# AIM OF THE TASK
Which lines of the data below include the string "requires"? Return each of them.

┌─ SUPPLIED MATERIAL

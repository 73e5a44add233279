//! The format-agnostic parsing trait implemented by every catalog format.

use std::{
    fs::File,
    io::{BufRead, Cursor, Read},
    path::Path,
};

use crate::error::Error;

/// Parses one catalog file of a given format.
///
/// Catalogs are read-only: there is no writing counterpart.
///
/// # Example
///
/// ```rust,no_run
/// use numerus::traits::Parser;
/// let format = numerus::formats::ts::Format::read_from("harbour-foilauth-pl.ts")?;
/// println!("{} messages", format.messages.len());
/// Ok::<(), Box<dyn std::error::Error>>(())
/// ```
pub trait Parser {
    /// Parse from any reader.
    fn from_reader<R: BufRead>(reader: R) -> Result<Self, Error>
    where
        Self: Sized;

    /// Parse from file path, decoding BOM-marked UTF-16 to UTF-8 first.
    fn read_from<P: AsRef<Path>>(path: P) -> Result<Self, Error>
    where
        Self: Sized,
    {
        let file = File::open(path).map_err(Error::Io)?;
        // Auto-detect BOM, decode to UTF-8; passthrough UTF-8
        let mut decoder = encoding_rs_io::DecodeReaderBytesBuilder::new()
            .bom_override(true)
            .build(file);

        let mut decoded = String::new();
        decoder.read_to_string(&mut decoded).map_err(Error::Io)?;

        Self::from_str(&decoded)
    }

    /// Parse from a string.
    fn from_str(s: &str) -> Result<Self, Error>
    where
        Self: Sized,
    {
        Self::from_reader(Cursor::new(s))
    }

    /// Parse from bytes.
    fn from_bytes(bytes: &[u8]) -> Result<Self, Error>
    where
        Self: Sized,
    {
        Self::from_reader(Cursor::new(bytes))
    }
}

└─
┌─ SUPPLIED MATERIAL

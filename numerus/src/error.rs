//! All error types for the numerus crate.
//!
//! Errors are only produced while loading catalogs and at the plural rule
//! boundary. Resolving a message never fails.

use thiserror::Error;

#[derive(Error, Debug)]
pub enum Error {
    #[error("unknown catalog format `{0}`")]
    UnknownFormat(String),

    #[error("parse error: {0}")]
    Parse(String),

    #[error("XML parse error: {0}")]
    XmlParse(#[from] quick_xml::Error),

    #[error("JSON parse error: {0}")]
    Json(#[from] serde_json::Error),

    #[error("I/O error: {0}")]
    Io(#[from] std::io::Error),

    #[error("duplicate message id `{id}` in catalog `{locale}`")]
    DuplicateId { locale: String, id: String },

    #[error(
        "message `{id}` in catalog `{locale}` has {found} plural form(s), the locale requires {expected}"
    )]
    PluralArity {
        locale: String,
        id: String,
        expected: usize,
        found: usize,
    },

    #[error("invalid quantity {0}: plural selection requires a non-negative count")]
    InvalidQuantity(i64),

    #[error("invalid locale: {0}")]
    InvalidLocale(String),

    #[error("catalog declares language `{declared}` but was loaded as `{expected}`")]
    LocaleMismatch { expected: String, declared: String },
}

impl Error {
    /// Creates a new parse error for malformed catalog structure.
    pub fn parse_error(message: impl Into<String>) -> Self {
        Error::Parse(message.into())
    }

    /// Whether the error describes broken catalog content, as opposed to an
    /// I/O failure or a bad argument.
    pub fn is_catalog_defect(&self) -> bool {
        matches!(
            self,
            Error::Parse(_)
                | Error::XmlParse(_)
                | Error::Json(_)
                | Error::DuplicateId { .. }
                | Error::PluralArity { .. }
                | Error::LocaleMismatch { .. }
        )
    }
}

└─

# RESPONSE BELOW
        "message `{id}` in catalog `{locale}` has {found} plural form(s), the locale requires {expected}"
    #[error("invalid quantity {0}: plural selection requires a non-negative count")]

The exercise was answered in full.